Mathematical Concepts

The study of credit loans incorporates various mathematical concepts essential for the CAPS curriculum.

Interest rates, loan terms, monthly payment calculations, budgeting for repayments

Key Mathematical Concepts Related to Credit Loans

Simple Interest

Loan Interest

Simple Interest = P × r × t

Calculated only on the principal amount of the loan.

Example: Borrow R5,000 at 8% for 3 years → Interest = R5,000 × 0.08 × 3 = R1,200, Total = R6,200

Compound Interest

Interest on Interest

A = P(1 + r/n)^(nt)

Calculated on the principal and also on the accumulated interest from previous periods.

Monthly Repayment Formula

Amortizing Loan

M = P × [r(1 + r)^n] / [(1 + r)^n - 1]

Calculates the fixed monthly payment required to repay a loan over a specified period.

Example: Loan of R10,000 at 12% p.a. over 2 years → Monthly payment = R470.73

Total Cost of the Loan

Principal + Interest

Total Cost = M × n

The total amount repaid over the life of the loan, including both principal and interest.

Example: R470.73 × 24 = R11,297.52 total, R1,297.52 interest

Interactive Loan Calculator

Calculate your monthly payments, total interest, and total loan cost!

Monthly Payment
R470.73
Total Interest
R1,297.52
Total Cost
R11,297.52

For a loan of R10,000 at 12% over 2 years, you will pay R470.73 per month. Total interest is R1,297.52.

Test Your Credit Loan Knowledge

Question 1: Which type of loan typically has the lowest interest rate?
Question 2: What is the total repayment on a R6,000 loan at 9% simple interest over 2 years?
Question 3: Which loan term results in lower total interest paid?

Practical Applications

Personal Loan for a Laptop

A student needs R8,000 for a laptop.
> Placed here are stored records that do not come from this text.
use std::collections::BTreeMap;

use log::warn;
use web_sys::HtmlSelectElement;
use yew::prelude::*;

use crate::browser;
use crate::config;
use crate::storage::{self, KeyValueStore, StorageError};

pub const TIME_SLOTS: &[&str] = &["21:00", "21:30", "22:00", "22:30", "23:00"];

pub const ACTIVITIES: &[&str] = &[
    "Put devices away",
    "Light stretching",
    "Warm shower",
    "Read a book",
    "Journal",
    "Breathing exercise",
    "Lights out",
];

/// Time slot to chosen activity.
pub type BedtimeRoutine = BTreeMap<String, String>;

pub fn load(store: &dyn KeyValueStore) -> BedtimeRoutine {
    storage::load_json_or_default(store, config::ROUTINE_KEY)
}

/// Stores one slot's choice on top of whatever is saved already.
pub fn set_activity(
    store: &dyn KeyValueStore,
    slot: &str,
    activity: &str,
) -> Result<BedtimeRoutine, StorageError> {
    let mut routine = load(store);
    routine.insert(slot.to_string(), activity.to_string());
    storage::save_json(store, config::ROUTINE_KEY, &routine)?;
    Ok(routine)
}

#[function_component(RoutineBuilder)]
pub fn routine_builder() -> Html {
    let routine = use_state(|| load(storage::open_store().as_ref()));

    html! {
        <div class="routine-builder">
            <div class="timeline">
                { for TIME_SLOTS.iter().map(|slot| {
                    let selected = routine.get(*slot).cloned().unwrap_or_default();
                    let onchange = {
                        let routine = routine.clone();
                        let slot = slot.to_string();
                        Callback::from(move |e: Event| {
                            let activity = e.target_unchecked_into::<HtmlSelectElement>().value();
                            match set_activity(storage::open_store().as_ref(), &slot, &activity) {
                                Ok(saved) => routine.set(saved),
                                Err(e) => warn!("{}", e),
                            }
                        })
                    };
                    html! {
                        <div class="timeline-slot" data-time={*slot}>
                            <span class="slot-time">{*slot}</span>
                            <select class="activity-select" {onchange}>
                                <option value="" selected={selected.is_empty()}>{"Choose an activity"}</option>
                                { for ACTIVITIES.iter().map(|activity| html! {
                                    <option value={*activity} selected={selected == *activity}>{*activity}</option>
                                }) }
                            </select>
                        </div>
                    }
                }) }
            </div>
            <button class="btn btn-primary" onclick={Callback::from(|_: MouseEvent| {
                browser::alert("Bedtime routine saved successfully!");
            })}>
                {"Save Routine"}
            </button>
        </div>
    }
}

#[cfg(test)]
mod tests {
    use super::*;
    use crate::storage::MemoryStore;

    #[test]
    fn test_empty_routine_by_default() {
        assert!(load(&MemoryStore::new()).is_empty());
    }

    #[test]
    fn test_slot_choices_accumulate() {
        let store = MemoryStore::new();
        set_activity(&store, "21:00", "Put devices away").unwrap();
        set_activity(&store, "22:30", "Lights out").unwrap();
        let routine = load(&store);
        assert_eq!(routine.len(), 2);
        assert_eq!(routine["22:30"], "Lights out");
    }

    #[test]
    fn test_last_write_wins_per_slot() {
        let store = MemoryStore::new();
        set_activity(&store, "21:30", "Journal").unwrap();
        let routine = set_activity(&store, "21:30", "Read a book").unwrap();
        assert_eq!(routine["21:30"], "Read a book");
        assert_eq!(load(&store), routine);
    }
}
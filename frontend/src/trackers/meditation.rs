use std::rc::Rc;

use log::info;
use yew::prelude::*;
use yew_hooks::prelude::*;

use crate::browser;
use crate::config;

#[derive(Clone, Copy, Debug, PartialEq, Eq)]
pub enum TimerPhase {
    Idle,
    Running,
    Paused,
}

pub enum TimerAction {
    Start,
    Pause,
    Reset,
    /// One second elapsed.
    Tick,
}

#[derive(Clone, Copy, Debug, PartialEq, Eq)]
pub enum TimerEvent {
    Completed,
}

#[derive(Clone, Debug, PartialEq)]
pub struct MeditationTimer {
    pub remaining: u32,
    pub phase: TimerPhase,
    /// Bumped once per finished session; the component alerts on change.
    pub completed_sessions: u32,
}

impl Default for MeditationTimer {
    fn default() -> Self {
        MeditationTimer {
            remaining: config::MEDITATION_SECONDS,
            phase: TimerPhase::Idle,
            completed_sessions: 0,
        }
    }
}

impl MeditationTimer {
    pub fn is_running(&self) -> bool {
        self.phase == TimerPhase::Running
    }

    pub fn apply(&mut self, action: TimerAction) -> Option<TimerEvent> {
        match action {
            TimerAction::Start => {
                if !self.is_running() {
                    self.phase = TimerPhase::Running;
                }
                None
            }
            TimerAction::Pause => {
                if self.is_running() {
                    self.phase = TimerPhase::Paused;
                }
                None
            }
            TimerAction::Reset => {
                self.phase = TimerPhase::Idle;
                self.remaining = config::MEDITATION_SECONDS;
                None
            }
            TimerAction::Tick => {
                if !self.is_running() {
                    return None;
                }
                self.remaining = self.remaining.saturating_sub(1);
                if self.remaining == 0 {
                    self.phase = TimerPhase::Idle;
                    self.remaining = config::MEDITATION_SECONDS;
                    self.completed_sessions += 1;
                    return Some(TimerEvent::Completed);
                }
                None
            }
        }
    }

    /// `m:ss`
    pub fn display(&self) -> String {
        format!("{}:{:02}", self.remaining / 60, self.remaining % 60)
    }
}

impl Reducible for MeditationTimer {
    type Action = TimerAction;

    fn reduce(self: Rc<Self>, action: Self::Action) -> Rc<Self> {
        let mut next = (*self).clone();
        next.apply(action);
        Rc::new(next)
    }
}

#[function_component(MeditationTimerWidget)]
pub fn meditation_timer_widget() -> Html {
    let timer = use_reducer(MeditationTimer::default);

    {
        let timer = timer.clone();
        let period = if timer.is_running() { config::MEDITATION_TICK_MS } else { 0 };
        use_interval(move || timer.dispatch(TimerAction::Tick), period);
    }

    {
        use_effect_with_deps(
            move |completed: &u32| {
                if *completed > 0 {
                    info!("Meditation session {} complete", completed);
                    browser::alert("Meditation session complete! Great job!");
                }
                || ()
            },
            timer.completed_sessions,
        );
    }

    let dispatch = |action: fn() -> TimerAction| {
        let timer = timer.clone();
        Callback::from(move |_: MouseEvent| timer.dispatch(action()))
    };

    let running = timer.is_running();

    html! {
        <div class="meditation-timer">
            <div id="breathingCircle" class={classes!("breathing-circle", running.then(|| "breathing"))}>
                <span id="timerDisplay">{timer.display()}</span>
            </div>
            <div class="timer-controls">
                { if running {
                    html! { <button id="pauseMeditation" class="btn btn-secondary" onclick={dispatch(|| TimerAction::Pause)}>{"Pause"}</button> }
                } else {
                    html! { <button id="startMeditation" class="btn btn-primary" onclick={dispatch(|| TimerAction::Start)}>{"Start"}</button> }
                } }
                <button id="resetMeditation" class="btn btn-outline" onclick={dispatch(|| TimerAction::Reset)}>{"Reset"}</button>
            </div>
            <style>
                {r#"
                @keyframes breathe {
                    0%, 100% { transform: scale(1); }
                    50% { transform: scale(1.2); }
                }
                .breathing-circle {
                    width: 180px;
                    height: 180px;
                    margin: 1rem auto 2rem;
                    border-radius: 50%;
                    display: flex;
                    align-items: center;
                    justify-content: center;
                    background: var(--accent-soft);
                    border: 3px solid var(--accent);
                    font-size: 2rem;
                    font-weight: 600;
                }
                .breathing-circle.breathing { animation: breathe 4s infinite; }
                .timer-controls { display: flex; gap: 0.75rem; justify-content: center; }
                "#}
            </style>
        </div>
    }
}

#[cfg(test)]
mod tests {
    use super::*;

    fn tick(timer: &mut MeditationTimer, n: u32) -> Vec<TimerEvent> {
        (0..n).filter_map(|_| timer.apply(TimerAction::Tick)).collect()
    }

    #[test]
    fn test_full_session_completes_once() {
        let mut timer = MeditationTimer::default();
        timer.apply(TimerAction::Start);
        let events = tick(&mut timer, 300);
        assert_eq!(events, vec![TimerEvent::Completed]);
        assert_eq!(timer.phase, TimerPhase::Idle);
        assert_eq!(timer.remaining, 300);
        assert_eq!(timer.completed_sessions, 1);

        // Idle timers ignore stray ticks.
        assert!(tick(&mut timer, 10).is_empty());
        assert_eq!(timer.remaining, 300);
    }

    #[test]
    fn test_pause_and_resume_keeps_remaining_time() {
        let mut timer = MeditationTimer::default();
        timer.apply(TimerAction::Start);
        tick(&mut timer, 100);
        timer.apply(TimerAction::Pause);
        assert_eq!(timer.phase, TimerPhase::Paused);

        tick(&mut timer, 50);
        assert_eq!(timer.remaining, 200);

        timer.apply(TimerAction::Start);
        assert_eq!(timer.phase, TimerPhase::Running);
        assert_eq!(timer.remaining, 200);
        let events = tick(&mut timer, 200);
        assert_eq!(events.len(), 1);
    }

    #[test]
    fn test_reset_from_any_phase() {
        let mut timer = MeditationTimer::default();
        timer.apply(TimerAction::Start);
        tick(&mut timer, 42);
        timer.apply(TimerAction::Reset);
        assert_eq!(timer, MeditationTimer::default());

        timer.apply(TimerAction::Start);
        tick(&mut timer, 5);
        timer.apply(TimerAction::Pause);
        timer.apply(TimerAction::Reset);
        assert_eq!(timer.phase, TimerPhase::Idle);
        assert_eq!(timer.remaining, 300);
    }

    #[test]
    fn test_double_start_does_not_change_state() {
        let mut timer = MeditationTimer::default();
        timer.apply(TimerAction::Start);
        tick(&mut timer, 3);
        timer.apply(TimerAction::Start);
        assert_eq!(timer.remaining, 297);
        assert!(timer.is_running());
    }

    #[test]
    fn test_display_format() {
        let mut timer = MeditationTimer::default();
        assert_eq!(timer.display(), "5:00");
        timer.apply(TimerAction::Start);
        tick(&mut timer, 1);
        assert_eq!(timer.display(), "4:59");
        tick(&mut timer, 290);
        assert_eq!(timer.display(), "0:09");
    }
}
They take a personal loan with 10% simple interest per year over 2 years.

1

Interest = R8,000 × 0.10 × 2 = R1,600

2

Total = R8,000 + R1,600 = R9,600

3

Monthly = R9,600 ÷ 24 = R400 per month

Car Loan Comparison

Car for R120,000. Bank A: 11% over 5 years. Bank B: 9.5% over 4 years.

A

Bank A: Total R186,000, Monthly R3,100

B

Bank B: Total R165,600, Monthly R3,450

Bank B saves R20,400 interest but costs R350 more monthly

Home Loan Affordability

House for R800,000 with R100,000 deposit. 8.5% compound interest over 20 years.

1

Loan amount = R700,000

2

Monthly payment ≈ R6,078.65

3

Total cost = R1,458,876, Interest = R758,876

Loan Comparison Table

Loan Amount Interest Rate Term Monthly Payment Total Interest Total Cost
R5,000 10% 1 year R458.33 R500 R5,500
R5,000 10% 2 years R250.00 R1,000 R6,000
R5,000 10% 3 years R180.56 R1,500 R6,500
R10,000 12% 2 years R516.67 R2,400 R12,400
R10,000 15% 2 years R541.67 R3,000 R13,000
Key Observation: Longer terms mean lower monthly payments but significantly higher total interest.

Credit Loan Decision Framework

1
Need

Determine if Borrowing is Necessary

Is this a need or a want? Can you save for it instead?

Key Question: Do I absolutely need to borrow this money?
2
Compare

Compare Loan Options

Shop around for the best interest rates and terms. Compare total cost, not just monthly payment.

Compare: Interest rates, fees, repayment terms, early settlement penalties
3
Calculate

Calculate Affordability

Work out the monthly repayment and ensure it fits within your budget.

Rule of Thumb: Loan repayments should not exceed 30% of monthly income.
4
Understand

Understand the Terms

Read the fine print. Know the interest rate type, fees, penalties, and your rights.

Check: Initiation fees, monthly service fees, credit life insurance
5
Plan

Plan for Repayment

Create a budget that prioritises loan repayments. Consider paying extra when possible.

Strategy: Set up automatic payments to avoid missing due dates.

Assessment Focus Areas

Interest Calculations

Calculate simple and compound interest on loans using given formulas.

Common Questions

  • Calculate interest on a personal loan
  • Determine total repayment amount
  • Compare simple vs compound interest

Monthly Repayments

Calculate monthly instalments for different loan amounts, rates, and terms.

Common Questions

  • Calculate monthly payment on a loan
  • Determine affordable loan amount
  • Compare different repayment terms

Total Cost of Credit

Calculate the total amount repaid and total interest paid over the life of a loan.

Common Questions

  • Calculate total cost of loan
  • Determine total interest paid
  • Compare loan options

Loan Comparisons

Compare different loan offers and make informed borrowing decisions.

Common Questions

  • Choose the better loan option
  • Justify loan choice with calculations
  • Analyse impact of loan term